A high proportion of modern slavery victims in Britain are from south Asia.

By: DrewMcLachlan

A fearful customer, a flurry of late-night transactions or suspicious financial documents; for bank staff these could all be giveaway signs of the booming global trade in humans.

Bank employees will now be trained to spot and report signs of human trafficking using a practical toolkit – including “red-flag indicators” and case studies – launched by the European Bankers Alliance and the Thomson Reuters Foundation on Tuesday (2).

The toolkit will be shared confidentially across the alliance, which was established in 2015 by the Thomson Reuters Foundation and includes Barclays, HSBC, Western Union, Standard Chartered, Deutsche Bank, Santander, UBS and Commerzbank.

Nick Lewis, head of intelligence and investigations at Standard Chartered, said all employees would receive training based on the kit to fight the “vile and inhumane crimes” of human trafficking and modern slavery.

“Fighting human trafficking is already a priority for us, but saying that is not the same as giving our staff the skills they need to actually be able to identify it when they encounter it,” said Lewis.

The initiative also involves non-governmental organisations (NGOs) and law enforcement agencies in a joint response to rising concerns about the growth of trafficking rings operating across Europe.

Nearly 46 million people globally are living as slaves, forced to work in factories, mines and farms, sold for sex, trapped in debt bondage or born into servitude, according to the 2016 Global Slavery Index by rights group Walk Free Foundation.

In Britain, an estimated 10,000 to 13,000 people are living as slaves, according to government figures.

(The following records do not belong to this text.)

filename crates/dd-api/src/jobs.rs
//! Background maintenance tasks.

use std::time::Duration;

use tokio::{
    task::JoinHandle,
    time::{MissedTickBehavior, interval},
};

use crate::{config::ApiConfig, session::SessionRegistry};

/// Start all background jobs
///
/// Returns the join handles so the caller can abort them on shutdown
pub fn start_background_jobs(sessions: SessionRegistry, config: &ApiConfig) -> Vec<JoinHandle<()>> {
    vec![tokio::spawn(session_sweep_job(
        sessions,
        config.session_ttl(),
        config.session_sweep_interval(),
    ))]
}

/// Drop finished and abandoned sessions every `every`
async fn session_sweep_job(sessions: SessionRegistry, ttl: Duration, every: Duration) {
    let mut ticker = interval(every);
    ticker.set_missed_tick_behavior(MissedTickBehavior::Delay);

    loop {
        ticker.tick().await;

        let evicted = sessions.sweep(ttl).await;
        if evicted > 0 {
            tracing::info!(evicted, ttl_secs = ttl.as_secs(), "Idle sessions dropped");
        } else {
            tracing::debug!("Session sweep found nothing idle");
        }
    }
}
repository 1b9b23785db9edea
pub mod aggregator;
pub mod container;
pub mod routes;

pub use aggregator::Completion;
pub use container::StatsContainer;
pub use routes::routes;
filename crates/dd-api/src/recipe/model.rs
use chrono::{DateTime, Utc};
use dd_db::{
    catalog,
    models::{Difficulty, Ingredient, Recipe, RecipeCategory, Step, UserStats},
};
use serde::Deserialize;
use validator::Validate;

use crate::error::ApiError;

/// Prefix of user-authored recipe ids
pub const USER_RECIPE_PREFIX: &str = "user-";

#[derive(Debug, Clone, Deserialize)]
pub struct NewIngredient {
    pub name: String,
    #[serde(default)]
    pub amount: String,
    #[serde(default)]
    pub unit: String,
    #[serde(default)]
    pub importance: String,
}

/// Recipe submitted by the user
#[derive(Debug, Clone, Deserialize, Validate)]
#[serde(rename_all = "camelCase")]
pub struct NewRecipe {
    #[validate(length(min = 1, max = 120, message = "Name must be 1-120 characters"))]
    pub name: String,
    pub category: RecipeCategory,
    #[serde(default)]
    pub difficulty: Difficulty,
    #[validate(length(max = 2000, message = "Description must be at most 2000 characters"))]
    #[serde(default)]
    pub description: String,
    #[serde(default)]
    pub ingredients: Vec<NewIngredient>,
    /// Step texts in order
    #[serde(default)]
    pub steps: Vec<String>,
    pub bake_temp: Option<String>,
    pub bake_time: Option<String>,
}

impl NewRecipe {
    /// Validate and build the stored recipe.
    ///
    /// Blank ingredients and steps are dropped; steps are renumbered from 1.
    pub fn into_recipe(self, id: String) -> Result<Recipe, ApiError> {
        self.validate()?;

        let name = self.name.trim().to_string();
        if name.is_empty() {
            return Err(ApiError::Validation("Name cannot be blank".to_string()));
        }

        let ingredients = self
            .ingredients
            .into_iter()
            .filter(|i| !i.name.trim().is_empty())
            .map(|i| Ingredient {
                name: i.name.trim().to_string(),
                amount: i.amount.trim().to_string(),
                unit: i.unit.trim().to_string(),
                importance: i.importance.trim().to_string(),
            })
            .collect();

        let steps = self
            .steps
            .iter()
            .map(|text| text.trim())
            .filter(|text| !text.is_empty())
            .zip(1..)
            .map(|(text, id)| Step {
                id,
                text: text.to_string(),
                image: None,
            })
            .collect();

        Ok(Recipe {
            id,
            name,
            category: self.category,
            difficulty: self.difficulty,
            description: self.description.trim().to_string(),
            ingredients,
            steps,
            bake_temp: non_blank(self.bake_temp),
            bake_time: non_blank(self.bake_time),
            is_user_created: true,
        })
    }
}

fn non_blank(value: Option<String>) -> Option<String> {
    value
        .map(|v| v.trim().to_string())
        .filter(|v| !v.is_empty())
}

/// `user-<unix millis>`, bumped until it is free
pub fn next_recipe_id(stats: &UserStats, now: DateTime<Utc>) -> String {
    let mut millis = now.timestamp_millis();
    loop {
        let id = format!("{USER_RECIPE_PREFIX}{millis}");
        if catalog::find_recipe(stats, &id).is_none() {
            return id;
        }
        millis += 1;
    }
}

/// Append a user recipe
pub fn add_user_recipe(stats: &UserStats, recipe: Recipe) -> UserStats {
    let mut next = stats.clone();
    next.user_recipes.push(recipe);
    next
}

/// Remove a user recipe. Review items that reference it are kept.
pub fn remove_user_recipe(stats: &UserStats, id: &str) -> Result<UserStats, ApiError> {
    if catalog::builtin_recipe(id).is_some() {
        return Err(ApiError::Forbidden(
            "Built-in recipes cannot be deleted".to_string(),
        ));
    }

    let mut next = stats.clone();
    let before = next.user_recipes.len();
    next.user_recipes.retain(|recipe| recipe.id != id);
    if next.user_recipes.len() == before {
        return Err(ApiError::NotFound(format!("Recipe {id} not found")));
    }
    Ok(next)
}
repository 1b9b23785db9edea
//! Log output for the server.
//!
//! Pretty logs while developing, JSON lines in production. `RUST_LOG`
//! overrides the default filter, e.g. `RUST_LOG=debug,dd_api::assistant=trace`.

use tracing_subscriber::{EnvFilter, Layer, layer::SubscriberExt, util::SubscriberInitExt};

use crate::config::Environment;

/// Install the global subscriber for `env`
pub fn init_tracing(env: &Environment) {
    let filter =
        EnvFilter::try_from_default_env().unwrap_or_else(|_| EnvFilter::new(default_filter(env)));

    if env.is_development() {
        tracing_subscriber::registry()
            .with(
                tracing_subscriber::fmt::layer()
                    .with_target(true)
                    .with_line_number(true)
                    .with_file(true)
                    .pretty()
                    .with_filter(filter),
            )
            .init();
    } else {
        tracing_subscriber::registry()
            .with(
                tracing_subscriber::fmt::layer()
                    .json()
                    .with_current_span(true)
                    .with_span_list(true)
                    .flatten_event(true)
                    .with_target(true)
                    .with_filter(filter),
            )
            .init();
    }

    tracing::info!(environment = ?env, "Tracing initialized");
}

/// Filter used when `RUST_LOG` is unset
fn default_filter(env: &Environment) -> &'static str {
    if env.is_development() {
        "debug,tower_http=debug,hyper_util=info,reqwest=info"
    } else {
        "info,tower_http=info"
    }
}

#[cfg(test)]
mod tests {
    use super::*;

    #[test]
    fn test_default_filters_parse() {
        for env in [Environment::Development, Environment::Production] {
            assert!(EnvFilter::try_new(default_filter(&env)).is_ok());
        }
        assert!(default_filter(&Environment::Development).starts_with("debug"));
        assert!(default_filter(&Environment::Production).starts_with("info"));
    }
}
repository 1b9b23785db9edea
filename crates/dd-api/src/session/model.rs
use dd_db::models::{Difficulty, Question, QuizOutcome};
use serde::{Deserialize, Serialize};
use uuid::Uuid;

use super::{Phase, Session, SessionKind};
use crate::{assistant::Evaluation, progress::aggregator::Completion};

/// Question as shown while it is open; the answer is withheld
#[derive(Debug, Clone, PartialEq, Eq, Serialize)]
#[serde(rename_all = "camelCase")]
pub struct QuestionView {
    pub id: String,
    #[serde(rename = "type")]
    pub kind: &'static str,
    pub question: String,
    #[serde(skip_serializing_if = "Vec::is_empty")]
    pub options: Vec<String>,
    #[serde(skip_serializing_if = "Option::is_none")]
    pub hint: Option<String>,
}

impl From<&Question> for QuestionView {
    fn from(question: &Question) -> Self {
        Self {
            id: question.id.clone(),
            kind: question.kind.label(),
            question: question.prompt.clone(),
            options: question.options().to_vec(),
            hint: question.hint.clone(),
        }
    }
}

/// Grading result for the last answer
#[derive(Debug, Clone, PartialEq, Eq, Serialize)]
#[serde(rename_all = "camelCase")]
pub struct FeedbackView {
    pub is_correct: bool,
    pub feedback: String,
    pub correct_answer: String,
    pub explanation: String,
    /// Detailed explanation of a missed review question
    #[serde(skip_serializing_if = "Option::is_none")]
    pub insight: Option<String>,
}

impl FeedbackView {
    pub fn new(question: &Question, evaluation: Evaluation) -> Self {
        Self {
            is_correct: evaluation.is_correct,
            feedback: evaluation.feedback,
            correct_answer: question.correct_answer.clone(),
            explanation: question.explanation.clone(),
            insight: None,
        }
    }
}

/// End-of-session report
#[derive(Debug, Clone, PartialEq, Eq, Serialize)]
#[serde(rename_all = "camelCase")]
pub struct Summary {
    pub kind: SessionKind,
    pub correct: usize,
    pub total: usize,
    /// Points actually awarded, bonuses included
    pub points_earned: u64,
    /// Prompts of the questions answered incorrectly
    pub missed: Vec<String>,
    pub badges_earned: Vec<String>,
    pub streak: u32,
    #[serde(skip_serializing_if = "Option::is_none")]
    pub time_bonus: Option<u64>,
    /// Challenge ended by the clock
    #[serde(skip_serializing_if = "std::ops::Not::not")]
    pub timed_out: bool,
}

impl Summary {
    pub fn new(kind: SessionKind, outcomes: &[QuizOutcome], total: usize, completion: &Completion) -> Self {
        Self {
            kind,
            correct: outcomes.iter().filter(|o| o.is_correct).count(),
            total,
            points_earned: completion.points_earned,
            missed: outcomes
                .iter()
                .filter(|o| !o.is_correct)
                .map(|o| o.question.prompt.clone())
                .collect(),
            badges_earned: completion.badges_earned.clone(),
            streak: completion.stats.streak,
            time_bonus: None,
            timed_out: false,
        }
    }

    /// Report for a session with nothing to answer; progress is unchanged
    pub fn empty(kind: SessionKind, streak: u32) -> Self {
        Self {
            kind,
            correct: 0,
            total: 0,
            points_earned: 0,
            missed: Vec::new(),
            badges_earned: Vec::new(),
            streak,
            time_bonus: None,
            timed_out: false,
        }
    }
}

/// Current state of a session as served to the client
#[derive(Debug, Clone, PartialEq, Eq, Serialize)]
#[serde(rename_all = "camelCase")]
pub struct SessionView {
    pub id: Uuid,
    pub kind: SessionKind,
    pub phase: Phase,
    #[serde(skip_serializing_if = "Option::is_none")]
    pub recipe_id: Option<String>,
    #[serde(skip_serializing_if = "Option::is_none")]
    pub recipe_name: Option<String>,
    #[serde(skip_serializing_if = "Option::is_none")]
    pub difficulty: Option<Difficulty>,
    #[serde(skip_serializing_if = "Option::is_none")]
    pub challenge_id: Option<String>,
    /// 1-based index of the current question
    pub position: usize,
    pub total: usize,
    /// Correct answers so far
    pub score: usize,
    #[serde(skip_serializing_if = "Option::is_none")]
    pub question: Option<QuestionView>,
    #[serde(skip_serializing_if = "Option::is_none")]
    pub feedback: Option<FeedbackView>,
    #[serde(skip_serializing_if = "Option::is_none")]
    pub remaining_seconds: Option<u32>,
    #[serde(skip_serializing_if = "Option::is_none")]
    pub summary: Option<Summary>,
}

impl SessionView {
    pub fn of(id: Uuid, session: &Session) -> Self {
        match session {
            Session::Drill(drill) => drill.view(id),
            Session::Challenge(challenge) => challenge.view(id),
            Session::Finished(summary) => Self::finished(id, summary.clone()),
        }
    }

    pub fn finished(id: Uuid, summary: Summary) -> Self {
        Self {
            id,
            kind: summary.kind,
            phase: Phase::Complete,
            recipe_id: None,
            recipe_name: None,
            difficulty: None,
            challenge_id: None,
            position: summary.total,
            total: summary.total,
            score: summary.correct,
            question: None,
            feedback: None,
            remaining_seconds: None,
            summary: Some(summary),
        }
    }
}

#[derive(Debug, Deserialize)]
#[serde(rename_all = "camelCase")]
pub struct StartQuizRequest {
    /// Omitted for a random drill
    pub recipe_id: Option<String>,
    pub difficulty: Option<Difficulty>,
}

#[derive(Debug, Deserialize)]
#[serde(rename_all = "camelCase")]
pub struct StartChallengeRequest {
    pub challenge_id: String,
}

#[derive(Debug, Deserialize)]
pub struct AnswerRequest {
    pub answer: String,
}
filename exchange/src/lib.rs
pub mod binance;
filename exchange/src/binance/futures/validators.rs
//! Normalisation and validation of user supplied order parameters.
//!
//! Numeric inputs are parsed with `rust_decimal` so the value sent to the
//! exchange is exactly the value the user typed, scale included.

use crate::binance::{
    errors::{BinanceError, Result},
    futures::models::{OrderType, Side, TimeInForce, join_names},
};
use rust_decimal::Decimal;
use std::str::FromStr;

pub fn validate_symbol(symbol: &str) -> Result<String> {
    let s = symbol.trim().to_uppercase();
    if s.is_empty() || !s.chars().all(|c| c.is_ascii_alphanumeric()) {
        return Err(BinanceError::validation(
            "symbol",
            format!("'{}'. Must be alphanumeric (e.g. BTCUSDT).", symbol),
        ));
    }
    Ok(s)
}

pub fn validate_side(side: &str) -> Result<Side> {
    Side::from_str(&side.trim().to_uppercase()).ok_or_else(|| {
        BinanceError::validation(
            "side",
            format!(
                "'{}'. Must be one of: {}.",
                side,
                join_names(&Side::ALL, Side::as_str)
            ),
        )
    })
}

pub fn validate_order_type(order_type: &str) -> Result<OrderType> {
    OrderType::from_str(&order_type.trim().to_uppercase()).ok_or_else(|| {
        BinanceError::validation(
            "order type",
            format!(
                "'{}'. Must be one of: {}.",
                order_type,
                join_names(&OrderType::ALL, OrderType::as_str)
            ),
        )
    })
}

pub fn validate_quantity(quantity: &str) -> Result<Decimal> {
    parse_positive_decimal("quantity", quantity)
}

/// MARKET orders carry no price. LIMIT orders require one. STOP_MARKET orders
/// accept an optional price which is validated but never submitted.
pub fn validate_price(price: Option<&str>, order_type: OrderType) -> Result<Option<Decimal>> {
    match (order_type, non_empty(price)) {
        (OrderType::Market, _) => Ok(None),
        (OrderType::Limit, None) => Err(BinanceError::validation(
            "price",
            format!("price is required for {} orders.", order_type.as_str()),
        )),
        (OrderType::StopMarket, None) => Ok(None),
        (_, Some(p)) => parse_positive_decimal("price", p).map(Some),
    }
}

pub fn validate_stop_price(
    stop_price: Option<&str>,
    order_type: OrderType,
) -> Result<Option<Decimal>> {
    if order_type != OrderType::StopMarket {
        return Ok(None);
    }
    match non_empty(stop_price) {
        Some(sp) => parse_positive_decimal("stop price", sp).map(Some),
        None => Err(BinanceError::validation(
            "stop price",
            format!("stop price is required for {} orders.", order_type.as_str()),
        )),
    }
}

pub fn validate_time_in_force(time_in_force: Option<&str>) -> Result<TimeInForce> {
    let Some(raw) = non_empty(time_in_force) else {
        return Ok(TimeInForce::default());
    };
    TimeInForce::from_str(&raw.trim().to_uppercase()).ok_or_else(|| {
        BinanceError::validation(
            "time in force",
            format!(
                "'{}'. Must be one of: {}.",
                raw,
                join_names(&TimeInForce::ALL, TimeInForce::as_str)
            ),
        )
    })
}

fn non_empty(value: Option<&str>) -> Option<&str> {
    value.filter(|v| !v.trim().is_empty())
}

fn parse_positive_decimal(field: &'static str, raw: &str) -> Result<Decimal> {
    let value = Decimal::from_str(raw.trim()).map_err(|_| {
        BinanceError::validation(field, format!("'{}'. Must be a positive number.", raw))
    })?;
    // rust_decimal 超出 28 位精度时会静默舍入，必须原样提交
    if value.scale() < fractional_digits(raw.trim()) {
        return Err(BinanceError::validation(
            field,
            format!("'{}' has more digits than can be represented exactly.", raw),
        ));
    }
    if value <= Decimal::ZERO {
        return Err(BinanceError::validation(
            field,
            format!("must be greater than 0, got '{}'.", raw),
        ));
    }
    Ok(value)
}

fn fractional_digits(raw: &str) -> u32 {
    raw.split_once('.').map_or(0, |(_, frac)| {
        frac.chars()
            .take_while(|c| c.is_ascii_digit() || *c == '_')
            .filter(char::is_ascii_digit)
            .count() as u32
    })
}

Through access to huge amounts of traffickers’ financial data and face-to-face contact with possible victims, banks are in a unique position to find information to identify and disrupt trafficking and help law enforcement agencies prosecute the crime.

Activities covered in the kit include customer spending, flows of money in and out of global accounts as well as suspicious behaviour observed in bank branches.

Lewis said Standard Chartered staff would be trained to spot victims in branches who appear threatened or under the control of traffickers, and would then know what to do.

He said that in certain cases, employees could also ask a customer if they are okay. “This opens up a whole new domain of engagement and identification of trafficking victims … and a whole new potential avenue for victims to say ‘I’m not okay’,” he added.

But he said staff would not interrogate customers and would only act when particular circumstances arouse suspicion.

Lewis said that collaborating with other partners and a greater understanding of how money moves in source, transit and destination countries was also vital.

The alliance also includes anti-trafficking NGO Stop the Traffik, Europe’s police agency Europol, the UK Anti-Slavery Commissioner, the UK National Crime Agency and pro bono lawyers.

“The trafficking of people is a business and it’s about money; a lot of people globally are very wealthy because of slavery and exploitation,” said Neil Giles, director of Stop the Traffik.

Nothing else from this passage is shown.